_YOUR INSTRUCTIONS_:
Each record below should be written out again exactly as given.

[Dataset entries]
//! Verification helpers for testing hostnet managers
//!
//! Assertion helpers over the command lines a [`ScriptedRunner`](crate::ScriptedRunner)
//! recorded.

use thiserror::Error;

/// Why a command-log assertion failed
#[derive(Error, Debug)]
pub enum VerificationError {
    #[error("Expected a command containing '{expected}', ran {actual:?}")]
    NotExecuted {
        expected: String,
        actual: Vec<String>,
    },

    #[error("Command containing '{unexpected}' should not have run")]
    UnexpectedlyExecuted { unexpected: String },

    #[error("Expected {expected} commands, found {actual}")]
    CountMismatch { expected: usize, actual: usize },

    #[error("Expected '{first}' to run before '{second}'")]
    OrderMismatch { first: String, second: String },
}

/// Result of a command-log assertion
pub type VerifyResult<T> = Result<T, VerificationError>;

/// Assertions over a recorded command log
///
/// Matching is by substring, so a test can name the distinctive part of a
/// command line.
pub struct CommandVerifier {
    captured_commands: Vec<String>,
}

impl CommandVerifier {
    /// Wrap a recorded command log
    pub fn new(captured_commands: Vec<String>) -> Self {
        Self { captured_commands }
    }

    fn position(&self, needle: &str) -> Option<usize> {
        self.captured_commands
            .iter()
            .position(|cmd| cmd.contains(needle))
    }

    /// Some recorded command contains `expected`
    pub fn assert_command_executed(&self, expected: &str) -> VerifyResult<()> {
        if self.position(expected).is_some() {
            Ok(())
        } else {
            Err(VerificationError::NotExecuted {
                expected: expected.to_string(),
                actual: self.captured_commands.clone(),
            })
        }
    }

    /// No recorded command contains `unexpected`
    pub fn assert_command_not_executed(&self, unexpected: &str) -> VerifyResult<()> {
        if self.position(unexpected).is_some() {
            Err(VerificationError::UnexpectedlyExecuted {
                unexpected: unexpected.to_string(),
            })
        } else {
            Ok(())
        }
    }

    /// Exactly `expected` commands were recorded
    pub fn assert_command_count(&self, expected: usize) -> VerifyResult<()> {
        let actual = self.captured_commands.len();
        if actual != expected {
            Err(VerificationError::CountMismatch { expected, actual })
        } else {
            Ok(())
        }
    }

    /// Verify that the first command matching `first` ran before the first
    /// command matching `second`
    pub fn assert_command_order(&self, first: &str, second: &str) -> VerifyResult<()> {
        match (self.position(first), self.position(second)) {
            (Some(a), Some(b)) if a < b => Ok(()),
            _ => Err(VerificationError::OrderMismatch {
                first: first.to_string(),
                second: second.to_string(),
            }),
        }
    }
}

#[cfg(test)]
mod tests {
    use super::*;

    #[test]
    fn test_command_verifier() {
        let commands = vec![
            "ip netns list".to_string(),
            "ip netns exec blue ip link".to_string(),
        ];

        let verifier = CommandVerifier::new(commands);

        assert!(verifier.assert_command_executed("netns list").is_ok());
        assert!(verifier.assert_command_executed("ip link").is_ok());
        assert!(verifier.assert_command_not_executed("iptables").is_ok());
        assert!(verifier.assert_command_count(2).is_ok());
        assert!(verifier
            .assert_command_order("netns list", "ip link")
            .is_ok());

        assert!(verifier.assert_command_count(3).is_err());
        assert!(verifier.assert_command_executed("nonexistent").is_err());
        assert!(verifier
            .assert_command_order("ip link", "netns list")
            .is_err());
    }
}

_RESPONSE FOR THIS EXERCISE_:
//! Verification helpers for testing hostnet managers
//!
//! Assertion helpers over the command lines a [`ScriptedRunner`](crate::ScriptedRunner)
//! recorded.

use thiserror::Error;

/// Why a command-log assertion failed
#[derive(Error, Debug)]
pub enum VerificationError {
    #[error("Expected a command containing '{expected}', ran {actual:?}")]
    NotExecuted {
        expected: String,
        actual: Vec<String>,
    },

    #[error("Command containing '{unexpected}' should not have run")]
    UnexpectedlyExecuted { unexpected: String },

    #[error("Expected {expected} commands, found {actual}")]
    CountMismatch { expected: usize, actual: usize },

    #[error("Expected '{first}' to run before '{second}'")]
    OrderMismatch { first: String, second: String },
}

/// Result of a command-log assertion
pub type VerifyResult<T> = Result<T, VerificationError>;

/// Assertions over a recorded command log
///
/// Matching is by substring, so a test can name the distinctive part of a
/// command line.
pub struct CommandVerifier {
    captured_commands: Vec<String>,
}

impl CommandVerifier {
    /// Wrap a recorded command log
    pub fn new(captured_commands: Vec<String>) -> Self {
        Self { captured_commands }
    }

    fn position(&self, needle: &str) -> Option<usize> {
        self.captured_commands
            .iter()
            .position(|cmd| cmd.contains(needle))
    }

    /// Some recorded command contains `expected`
    pub fn assert_command_executed(&self, expected: &str) -> VerifyResult<()> {
        if self.position(expected).is_some() {
            Ok(())
        } else {
            Err(VerificationError::NotExecuted {
                expected: expected.to_string(),
                actual: self.captured_commands.clone(),
            })
        }
    }

    /// No recorded command contains `unexpected`
    pub fn assert_command_not_executed(&self, unexpected: &str) -> VerifyResult<()> {
        if self.position(unexpected).is_some() {
            Err(VerificationError::UnexpectedlyExecuted {
                unexpected: unexpected.to_string(),
            })
        } else {
            Ok(())
        }
    }

    /// Exactly `expected` commands were recorded
    pub fn assert_command_count(&self, expected: usize) -> VerifyResult<()> {
        let actual = self.captured_commands.len();
        if actual != expected {
            Err(VerificationError::CountMismatch { expected, actual })
        } else {
            Ok(())
        }
    }

    /// Verify that the first command matching `first` ran before the first
    /// command matching `second`
    pub fn assert_command_order(&self, first: &str, second: &str) -> VerifyResult<()> {
        match (self.position(first), self.position(second)) {
            (Some(a), Some(b)) if a < b => Ok(()),
            _ => Err(VerificationError::OrderMismatch {
                first: first.to_string(),
                second: second.to_string(),
            }),
        }
    }
}

#[cfg(test)]
mod tests {
    use super::*;

    #[test]
    fn test_command_verifier() {
        let commands = vec![
            "ip netns list".to_string(),
            "ip netns exec blue ip link".to_string(),
        ];

        let verifier = CommandVerifier::new(commands);

        assert!(verifier.assert_command_executed("netns list").is_ok());
        assert!(verifier.assert_command_executed("ip link").is_ok());
        assert!(verifier.assert_command_not_executed("iptables").is_ok());
        assert!(verifier.assert_command_count(2).is_ok());
        assert!(verifier
            .assert_command_order("netns list", "ip link")
            .is_ok());

        assert!(verifier.assert_command_count(3).is_err());
        assert!(verifier.assert_command_executed("nonexistent").is_err());
        assert!(verifier
            .assert_command_order("ip link", "netns list")
            .is_err());
    }
}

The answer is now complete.